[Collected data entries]
-*-*-
impl Reconstructor {
    /// Create a reconstructor after validating the configuration
    pub fn new(config: EngineConfig) -> Result<Self, EngineError> {
        config.validate().map_err(EngineError::Config)?;
        Ok(Self::with_config(config))
    }

    /// Create with the default configuration
    pub fn default_config() -> Self {
        Self::with_config(EngineConfig::default())
    }

    fn with_config(config: EngineConfig) -> Self {
        Self {
            builder: EvidenceGraphBuilder::new(config.evidence.clone()),
            gatekeeper: Gatekeeper::new(config.gatekeeper.clone()),
            dag: DagConstructor::new(config.causal.clone()),
            solver: TemporalSolver::new(config.temporal.clone()),
            propagator: UncertaintyPropagator::new(config.uncertainty.clone()),
            config,
            full_recompute_ratio: 1.0,
        }
    }

    /// Fall back to a full recompute when more than `ratio` of the graph's
    /// nodes are affected by an update (1.0 never falls back, 0.0 always does)
    pub fn with_full_recompute_ratio(mut self, ratio: f64) -> Self {
        self.full_recompute_ratio = ratio.clamp(0.0, 1.0);
        self
    }

    /// Get the configuration
    pub fn config(&self) -> &EngineConfig {
        &self.config
    }

    /// Reconstruct a model from scratch
    ///
    /// Fails fast on malformed traces before any graph work begins.
    pub fn reconstruct(
        &self,
        traces: Vec<Trace>,
        templates: Vec<ClaimTemplate>,
        cancel: &CancelFlag,
    ) -> Result<Derivation, EngineError> {
        let pool = ingest::trace_pool(traces)?;
        let (content, stats) = self.run(
            RunInput {
                pool,
                offered: templates.clone(),
                templates,
                ledger: ClaimLedger::new(),
                base: None,
            },
            cancel,
        )?;
        Ok(Derivation {
            content,
            revisions: Vec::new(),
            stats,
        })
    }

    /// Fold a batch into a parent model
    ///
    /// An empty batch reproduces the parent's content exactly. Retractions
    /// re-derive the whole model from the remaining evidence; otherwise only
    /// the affected subgraph is recomputed. The parent is never modified.
    pub fn advance(
        &self,
        parent: &ModelContent,
        batch: &UpdateBatch,
        cancel: &CancelFlag,
    ) -> Result<Derivation, EngineError> {
        if batch.is_empty() {
            return Ok(Derivation {
                content: parent.clone(),
                revisions: Vec::new(),
                stats: DerivationStats::default(),
            });
        }
        if !batch.retract.is_empty() {
            return self.rederive(parent, batch, cancel);
        }

        let mut pool = parent.traces.clone();
        let added: BTreeSet<TraceId> = ingest::extend_pool(&mut pool, &batch.traces)?
            .into_iter()
            .collect();

        // Earlier candidates citing newly arrived traces get another hearing
        let mut offered: Vec<ClaimTemplate> = parent
            .templates
            .iter()
            .filter(|t| t.supporting_traces.iter().any(|id| added.contains(id)))
            .cloned()
            .collect();
        offered.extend(batch.templates.iter().cloned());
        let mut templates = parent.templates.clone();
        templates.extend(batch.templates.iter().cloned());

        let ledger = ClaimLedger::from_claims(parent.claims.clone())?;
        let (content, stats) = self.run(
            RunInput {
                pool,
                templates,
                offered,
                ledger,
                base: Some(parent),
            },
            cancel,
        )?;
        let revisions = verified_revisions(parent, &content);
        Ok(Derivation {
            content,
            revisions,
            stats,
        })
    }

    fn rederive(
        &self,
        parent: &ModelContent,
        batch: &UpdateBatch,
        cancel: &CancelFlag,
    ) -> Result<Derivation, EngineError> {
        let mut pool = parent.traces.clone();
        for id in &batch.retract {
            if pool.remove(id).is_none() {
                return Err(EngineError::UnknownTrace(id.clone()));
            }
        }
        ingest::extend_pool(&mut pool, &batch.traces)?;
        let mut templates = parent.templates.clone();
        templates.extend(batch.templates.iter().cloned());

        let (mut content, stats) = self.run(
            RunInput {
                pool,
                offered: templates.clone(),
                templates,
                ledger: ClaimLedger::new(),
                base: None,
            },
            cancel,
        )?;

        // The parent's decisions stay on record ahead of the re-derivation
        let mut audit = parent.audit.clone();
        audit.extend(content.audit.records().iter().map(|r| r.event.clone()));
        content.audit = audit;

        let revisions = verified_revisions(parent, &content);
        Ok(Derivation {
            content,
            revisions,
            stats,
        })
    }

    fn run(
        &self,
        input: RunInput<'_>,
        cancel: &CancelFlag,
    ) -> Result<(ModelContent, DerivationStats), EngineError> {
        let RunInput {
            pool,
            templates,
            offered,
            mut ledger,
            base,
        } = input;
        let base_claims = base.map_or(0, |b| b.claims.len());
        let mut stats = DerivationStats::default();

        // Step 1: Evidence graph and admission
        let report = {
            let graph = self.builder.build(&pool, offered);
            self.gatekeeper.admit(&graph, &mut ledger)
        };
        stats.admitted =
            report.count(AdmissionDecision::Admitted) + report.count(AdmissionDecision::Merged);
        stats.rejected = report.count(AdmissionDecision::Rejected);
        stats.superseded = report.superseded.len();

        // Step 2: Priors, reusing the parent's grid while it still covers
        let priors = build_priors(
            ledger.claims(),
            &pool,
            &self.config.temporal,
            base.and_then(|b| b.grid),
        );

        // Step 3: Causal graph
        let mut graph = base.map(CausalGraph::from_model).unwrap_or_default();
        let pruned = graph.prune_inactive(|id| ledger.get(id).map_or(false, Claim::is_active));
        let dag_report = self.dag.apply_claims(&mut graph, ledger.claims(), &priors.priors);
        stats.edges_committed = dag_report.inserted.len();
        tracing::debug!("DAG: {}", dag_report.summary());

        let (entities, mut events) = materialize(ledger.claims(), &priors);

        // Step 4: Affected subgraph
        let mut dirty: BTreeSet<NodeRef> = dag_report.touched_nodes();
        for edge in &pruned {
            dirty.insert(edge.cause.clone());
            dirty.insert(edge.effect.clone());
        }
        for claim in &ledger.claims()[base_claims.min(ledger.len())..] {
            touch(&mut dirty, claim);
        }
        for id in &report.superseded {
            if let Some(claim) = ledger.get(*id) {
                touch(&mut dirty, claim);
            }
        }
        if let Some(base) = base {
            for (id, event) in &events {
                let before = base.events.get(id).map(|e| &e.prior);
                if before != Some(&event.prior) {
                    dirty.insert(NodeRef::Event(id.clone()));
                }
            }
        }
        let full = match base {
            None => true,
            Some(b) => {
                b.grid != priors.grid
                    || dirty.len() as f64 > self.full_recompute_ratio * graph.node_count() as f64
            }
        };
        stats.full_recompute = full;

        // Step 5: Temporal solve over the affected components
        let input = SolveInput::from_graph(
            &graph,
            priors.priors.clone(),
            if full { None } else { Some(&dirty) },
        );
        let outcome = self.solver.solve(&input, cancel)?;
        stats.solved_events = input.events().len();

        for (id, event) in events.iter_mut() {
            if let Some(posterior) = outcome.posteriors.get(id) {
                event.time_distribution = Some(posterior.clone());
                event.temporally_underdetermined = outcome.underdetermined.contains(id);
            } else if event.prior.is_none() {
                event.temporally_underdetermined = true;
            } else if let Some(previous) = base.and_then(|b| b.events.get(id)) {
                event.time_distribution = previous.time_distribution.clone();
                event.temporally_underdetermined = previous.temporally_underdetermined;
            } else {
                event.time_distribution = event.prior.clone();
            }
            let changed = base.and_then(|b| b.events.get(id)).map_or(true, |previous| {
                previous.time_distribution != event.time_distribution
                    || previous.temporally_underdetermined != event.temporally_underdetermined
            });
            if changed {
                dirty.insert(NodeRef::Event(id.clone()));
            }
        }

        // Step 6: Confidence
        let node_confidence = if full {
            stats.recomputed_nodes = graph.node_count();
            self.propagator.propagate(&graph, ledger.claims(), &events)
        } else {
            let previous = base.map(|b| b.node_confidence.clone()).unwrap_or_default();
            let affected: BTreeSet<NodeRef> = dirty
                .iter()
                .filter(|n| graph.contains(n))
                .flat_map(|n| std::iter::once(n.clone()).chain(graph.descendants(n)))
                .collect();
            stats.recomputed_nodes = affected.len();
            self.propagator
                .propagate_subset(&graph, ledger.claims(), &events, &previous, &dirty)
        };

        // Step 7: Assemble; temporal gaps and flags are rebuilt every run
        let mut voids: Vec<VoidRecord> = base
            .map(|b| b.voids.iter().filter(|v| !is_temporal_gap(v)).cloned().collect())
            .unwrap_or_default();
        voids.extend(report.voids);
        voids.extend(dag_report.voids);
        voids.extend(temporal_voids(&events));

        let mut flags: Vec<Flag> = base
            .map(|b| {
                b.flags
                    .iter()
                    .filter(|f| f.reason != ReasonCode::TemporalUnderdetermined)
                    .cloned()
                    .collect()
            })
            .unwrap_or_default();
        flags.extend(report.flags);
        flags.extend(dag_report.flags);
        flags.extend(temporal_flags(&events));

        let mut audit = base.map(|b| b.audit.clone()).unwrap_or_else(AuditTrail::new);
        audit.extend(report.audit);
        audit.extend(dag_report.audit);
        audit.extend(outcome.audit);

        tracing::info!("Derivation: {}", stats.summary());

        let content = ModelContent {
            traces: pool,
            templates,
            edges: graph.edges().into_iter().cloned().collect(),
            claims: ledger.into_claims(),
            entities,
            events,
            node_confidence,
            voids,
            flags,
            audit,
            grid: priors.grid,
        };
        Ok((content, stats))
    }
}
-*-*-
• [Directions for this task] From the very first line of the data through the line with "self.full_recompute_ratio = ratio.clamp(0.0, 1.0);" in it, please reproduce each line exactly and output nothing more.

• [Output]
impl Reconstructor {
    /// Create a reconstructor after validating the configuration
    pub fn new(config: EngineConfig) -> Result<Self, EngineError> {
        config.validate().map_err(EngineError::Config)?;
        Ok(Self::with_config(config))
    }

    /// Create with the default configuration
    pub fn default_config() -> Self {
        Self::with_config(EngineConfig::default())
    }

    fn with_config(config: EngineConfig) -> Self {
        Self {
            builder: EvidenceGraphBuilder::new(config.evidence.clone()),
            gatekeeper: Gatekeeper::new(config.gatekeeper.clone()),
            dag: DagConstructor::new(config.causal.clone()),
            solver: TemporalSolver::new(config.temporal.clone()),
            propagator: UncertaintyPropagator::new(config.uncertainty.clone()),
            config,
            full_recompute_ratio: 1.0,
        }
    }

    /// Fall back to a full recompute when more than `ratio` of the graph's
    /// nodes are affected by an update (1.0 never falls back, 0.0 always does)
    pub fn with_full_recompute_ratio(mut self, ratio: f64) -> Self {
        self.full_recompute_ratio = ratio.clamp(0.0, 1.0);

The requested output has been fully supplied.